Those lines of the data that hold the word "Some" are to be copied out.

======== Data extract

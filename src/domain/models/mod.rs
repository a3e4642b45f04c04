// Copyright (c) 2025 Kirky.X
//
// Licensed under the MIT License
// See LICENSE file in the project root for full license information.

/// 领域模型模块
///
/// - 源（source）：源定义、单个源的抓取结果、分组结果以及聚合结果
pub mod source;
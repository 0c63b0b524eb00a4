//! Program-list reconciliation: flatten an array of server programs (each
//! embedding its workouts) into two id-keyed lookup tables for the list
//! page.

use std::collections::HashMap;

use log::warn;
use serde_json::Value;

use liftplan_types::{EntityId, Program, Workout};

use crate::normalize::{duration_unit_field, entity_id, main_goal_field, standardize_exercise};

/// Flattened lookup tables built from a raw program list. Workouts are
/// keyed independently of their programs and carry a `program_id`
/// back-reference, giving O(1) lookup by workout id and O(workouts)
/// filtering by program.
#[derive(Debug, Default)]
pub struct ProgramIndex {
    pub programs_by_id: HashMap<EntityId, Program>,
    pub workouts_by_id: HashMap<EntityId, Workout>,
}

impl ProgramIndex {
    pub fn workouts_for_program(&self, program_id: &EntityId) -> Vec<&Workout> {
        self.workouts_by_id
            .values()
            .filter(|w| w.program_id.as_ref() == Some(program_id))
            .collect()
    }
}

/// Build the index from the raw `GET /api/users/{id}/programs` response.
///
/// Defaults mirror the normalizers. If the same id appears twice the last
/// occurrence wins; upstream behavior for duplicates is unspecified and no
/// dedup intent is inferred here.
pub fn reconcile_programs(raw_programs: &[Value]) -> ProgramIndex {
    let mut index = ProgramIndex::default();

    for raw in raw_programs {
        let Some(obj) = raw.as_object() else {
            warn!("skipping non-object entry in program list");
            continue;
        };
        let Some(program_id) = entity_id(obj.get("id")) else {
            warn!("skipping program without an id");
            continue;
        };

        let program = Program {
            id: program_id.clone(),
            user_id: obj.get("userId").and_then(Value::as_i64),
            name: obj
                .get("name")
                .and_then(Value::as_str)
                .unwrap_or_default()
                .to_string(),
            program_duration: obj
                .get("programDuration")
                .and_then(Value::as_u64)
                .unwrap_or(0) as u32,
            duration_unit: duration_unit_field(obj.get("durationUnit")),
            days_per_week: obj.get("daysPerWeek").and_then(Value::as_u64).unwrap_or(0) as u32,
            main_goal: main_goal_field(obj.get("mainGoal")),
        };
        index.programs_by_id.insert(program_id.clone(), program);

        let workouts = obj
            .get("workouts")
            .and_then(Value::as_array)
            .map(Vec::as_slice)
            .unwrap_or_default();
        for raw_workout in workouts {
            let Some(workout_obj) = raw_workout.as_object() else {
                continue;
            };
            let Some(workout_id) = entity_id(workout_obj.get("id")) else {
                warn!("skipping workout without an id in program {}", program_id);
                continue;
            };
            let workout = Workout {
                id: workout_id.clone(),
                program_id: Some(program_id.clone()),
                name: workout_obj
                    .get("name")
                    .and_then(Value::as_str)
                    .unwrap_or_default()
                    .to_string(),
                exercises: workout_obj
                    .get("exercises")
                    .and_then(Value::as_array)
                    .map(|list| list.iter().filter_map(standardize_exercise).collect())
                    .unwrap_or_default(),
            };
            index.workouts_by_id.insert(workout_id, workout);
        }
    }

    index
}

================

=== Written solution ===
            .filter(|w| w.program_id.as_ref() == Some(program_id))
        let Some(obj) = raw.as_object() else {
        let Some(program_id) = entity_id(obj.get("id")) else {
            let Some(workout_obj) = raw_workout.as_object() else {
            let Some(workout_id) = entity_id(workout_obj.get("id")) else {
                program_id: Some(program_id.clone()),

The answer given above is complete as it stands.